Genug Kulturpessimismus...

Die Ossietzky Tage 2001 wollten die Diskussion um solche Fragen neu anstoßen - nicht einfach anklagen, auch nicht in Nostalgie baden - sondern alte, nach wie vor aktuelle Fragen im aktuellen Kontext stellen. Anlässe gibt es genug. Aus diesem Grund sollte das Motto Umrüstung der Gesellschaft? (mensch beachte das Fragezeichen!) auch vielseitig interpretierbar sein. Da war der Aspekt Umrüstung der Bundeswehr - von einer grundgesetzlich verankerten Verteidigungsarmee zur weltweit einsetzbaren Interventionstruppe. Da war der Aspekt 11. September, nach dem angeblich nichts mehr so ist, wie vorher. (Zumindest was die gesellschaftliche Zustimmung zur Rechtsstaats-Umrüstung eines Otto Schily betrifft, mag das stimmen.) Da waren all die anderen gesellschaftspolitischen Anlässe, die auf einmal vom tagespolitischen Geschehen verschwunden unbemerkt natürlich trotzdem durchgeführt werden, die Klon-Forschung z.B., um nur ein Beispiel zu nennen. Sowieso: die Rolle der Medien... Und dazwischen irgendwo die Wissenschaft, inklusive ihres Stiefkinds namens Friedensforschung. Diese Fragen nicht zu vergessen und kritisch gegenüber der Entwicklung zu bleiben, daran sollten die Ossietzky Tage erinnern.

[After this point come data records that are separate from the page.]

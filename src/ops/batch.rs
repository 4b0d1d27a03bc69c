use ndarray::{Array1, ArrayView2, Axis};

/// 각 행의 제곱 노름을 배치 단위로 계산합니다.
/// x: (batch_size, dim) 형태의 2차원 배열.
pub fn norm_sq_batched(x: &ArrayView2<f32>) -> Array1<f32> {
    (x * x).sum_axis(Axis(1))
}
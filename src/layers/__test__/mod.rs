use crate::manifold::{Lorentz, Manifold};
use crate::ops::lorentz::add_time;
use ndarray::{Array2, Array4, Axis};
use ndarray_rand::rand_distr::Uniform;
use ndarray_rand::RandomExt;
use rand::rngs::StdRng;
use rand::SeedableRng;
use std::sync::Arc;

pub mod equivariance_test;

pub(crate) fn lorentz(k: f32) -> Arc<dyn Manifold> {
    Arc::new(Lorentz::new(k).unwrap())
}

/// 쌍곡면 위의 점들로 이루어진 `(B, H, W, C)` 특징 맵
pub(crate) fn random_feature_map(shape: (usize, usize, usize, usize), k: f32, seed: u64) -> Array4<f32> {
    let (b, h, w, c) = shape;
    let mut rng = StdRng::seed_from_u64(seed);
    let space = Array2::random_using((b * h * w, c - 1), Uniform::new(-1.0f32, 1.0), &mut rng);
    let points = add_time(&space.view(), k);
    points.into_shape((b, h, w, c)).unwrap()
}

/// 출력의 마지막 축이 모두 쌍곡면 위의 점인지 확인
pub(crate) fn assert_on_manifold<D: ndarray::Dimension>(out: &ndarray::Array<f32, D>, k: f32) {
    let lorentz = Lorentz::new(k).unwrap();
    let last = Axis(out.ndim() - 1);
    for point in out.lanes(last) {
        let time = point[0];
        assert!(
            lorentz.is_on_manifold(&point, 1e-3 * time * time),
            "point {:?} is off the hyperboloid",
            point
        );
    }
}
pub mod batch;
pub mod lorentz;

pub use self::batch::norm_sq_batched;
pub use self::lorentz::{add_time, clamp_time, lorentz_inner, rescale_time, time_radicand};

Und zwar vor allem diejenigen, die sich nicht sowieso schon mit diesen Fragen beschäftigen.

Die Veranstaltungswoche

war dementsprechend vielfältig gefüllt, teils mit Vorträgen und Workshops von GastreferentInnen, teils mit umgewidmeten Seminaren von Uni-Angehörigen. Nach unseren Schätzungen nahmen 500 bis 600 Menschen daran teil - und erfreulicherweise nicht nur Uni-Publikum. Die Beschäftigung mit jedem einzelnen der Themen hätte natürlich ohne weiteres für eine eigene Woche ausgereicht, und die nächsten Ossietzky Tage (so es sie geben wird) werden sich wohl einer konkreteren Thematik widmen. Aber diesmal ging es darum, Fragen überhaupt anzureißen, Diskussionen in Gang zu bringen und Ideen anzustoßen. Die Initiative, eine Wiederaufnahme des Weltbühneverfahrens und die Rehabilitierung des Landesverräters Ossietzky zu versuchen (vgl. Stachel 229) ist ein Ergebnis daraus. Das Interesse und die Motivation der Teilnehmenden war jedenfalls vorhanden und es wäre wünschenswert, die Idee fortzuführen, und die Ossietzky Tage vielleicht wieder regelmäßig zu etablieren. Wer sich berufen fühlt, sich in die Organisation der Ossietzky Tage 2002 einzubringen, der/die ist herzlich willkommen!